● EXERCISE AIM: Each line in the entries below that holds the string "LayoutError" must be copied.

● RECORDS FOR THE TASK:
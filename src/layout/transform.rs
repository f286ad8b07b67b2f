//! Quarter-turn rotation of points and bounding boxes.
//!
//! Clockwise positive angles, in degrees, with the y axis pointing down:
//! - 90° sends right to down
//! - -90° sends right to up
//!
//! Only multiples of 90° up to a half turn are supported, so a rotated
//! box is always exact.

use super::error::LayoutError;
use super::types::{BoundingBox, Point};

/// A rotation the layout engine knows how to apply exactly
#[derive(Debug, Clone, Copy, PartialEq, Eq)]
pub enum QuarterTurn {
    None,
    Clockwise,
    CounterClockwise,
    Half,
}

impl QuarterTurn {
    /// Map an angle of 0, ±90 or ±180 degrees to its turn
    pub fn from_degrees(degrees: f64) -> Result<Self, LayoutError> {
        let near = |target: f64| (degrees - target).abs() < 1e-9;
        if near(0.0) {
            Ok(QuarterTurn::None)
        } else if near(90.0) {
            Ok(QuarterTurn::Clockwise)
        } else if near(-90.0) {
            Ok(QuarterTurn::CounterClockwise)
        } else if near(180.0) || near(-180.0) {
            Ok(QuarterTurn::Half)
        } else {
            Err(LayoutError::UnsupportedRotation { degrees })
        }
    }

    pub fn degrees(&self) -> f64 {
        match self {
            QuarterTurn::None => 0.0,
            QuarterTurn::Clockwise => 90.0,
            QuarterTurn::CounterClockwise => -90.0,
            QuarterTurn::Half => 180.0,
        }
    }

    /// Width and height trade places
    pub fn swaps_axes(&self) -> bool {
        matches!(self, QuarterTurn::Clockwise | QuarterTurn::CounterClockwise)
    }

    /// Turn `point` about `pivot`
    pub fn rotate_point(&self, point: Point, pivot: Point) -> Point {
        let dx = point.x - pivot.x;
        let dy = point.y - pivot.y;
        let (x, y) = match self {
            QuarterTurn::None => (dx, dy),
            QuarterTurn::Clockwise => (-dy, dx),
            QuarterTurn::CounterClockwise => (dy, -dx),
            QuarterTurn::Half => (-dx, -dy),
        };
        Point::new(pivot.x + x, pivot.y + y)
    }

    /// Turn a box about `pivot`; opposite corners stay opposite
    pub fn rotate_bounds(&self, bounds: &BoundingBox, pivot: Point) -> BoundingBox {
        let a = self.rotate_point(Point::new(bounds.left, bounds.top), pivot);
        let b = self.rotate_point(Point::new(bounds.right, bounds.bottom), pivot);
        BoundingBox::new(a.x.min(b.x), a.y.min(b.y), a.x.max(b.x), a.y.max(b.y))
    }
}

/// Check that `degrees` is one of 0, ±90, ±180
pub fn validate_quarter_turn(degrees: f64) -> Result<(), LayoutError> {
    QuarterTurn::from_degrees(degrees).map(|_| ())
}

#[cfg(test)]
mod tests {
    use super::*;

    #[test]
    fn test_clockwise_sends_right_to_down() {
        let pivot = Point::new(0.0, 0.0);
        assert_eq!(
            QuarterTurn::Clockwise.rotate_point(Point::new(1.0, 0.0), pivot),
            Point::new(0.0, 1.0)
        );
        assert_eq!(
            QuarterTurn::CounterClockwise.rotate_point(Point::new(1.0, 0.0), pivot),
            Point::new(0.0, -1.0)
        );
        assert_eq!(
            QuarterTurn::Half.rotate_point(Point::new(1.0, 0.0), pivot),
            Point::new(-1.0, 0.0)
        );
    }

    #[test]
    fn test_rotation_about_offset_pivot() {
        // 50 units right of the pivot ends up 50 units below it
        let result = QuarterTurn::Clockwise.rotate_point(Point::new(100.0, 50.0), Point::new(50.0, 50.0));
        assert_eq!(result, Point::new(50.0, 100.0));
    }

    #[test]
    fn test_bounds_about_top_left_corner() {
        let bounds = BoundingBox::new(0.0, 0.0, 100.0, 50.0);
        let pivot = bounds.origin();
        assert_eq!(
            QuarterTurn::Clockwise.rotate_bounds(&bounds, pivot),
            BoundingBox::new(-50.0, 0.0, 0.0, 100.0)
        );
        assert_eq!(
            QuarterTurn::Half.rotate_bounds(&bounds, pivot),
            BoundingBox::new(-100.0, -50.0, 0.0, 0.0)
        );
        assert_eq!(QuarterTurn::None.rotate_bounds(&bounds, pivot), bounds);
    }

    #[test]
    fn test_from_degrees() {
        assert_eq!(QuarterTurn::from_degrees(-180.0), Ok(QuarterTurn::Half));
        assert_eq!(QuarterTurn::from_degrees(90.0).map(|t| t.swaps_axes()), Ok(true));
        assert_eq!(
            validate_quarter_turn(45.0),
            Err(LayoutError::UnsupportedRotation { degrees: 45.0 })
        );
        assert!(validate_quarter_turn(270.0).is_err());
    }
}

● REPLY TO THE TASK:
use super::error::LayoutError;
    pub fn from_degrees(degrees: f64) -> Result<Self, LayoutError> {
            Err(LayoutError::UnsupportedRotation { degrees })
pub fn validate_quarter_turn(degrees: f64) -> Result<(), LayoutError> {
            Err(LayoutError::UnsupportedRotation { degrees: 45.0 })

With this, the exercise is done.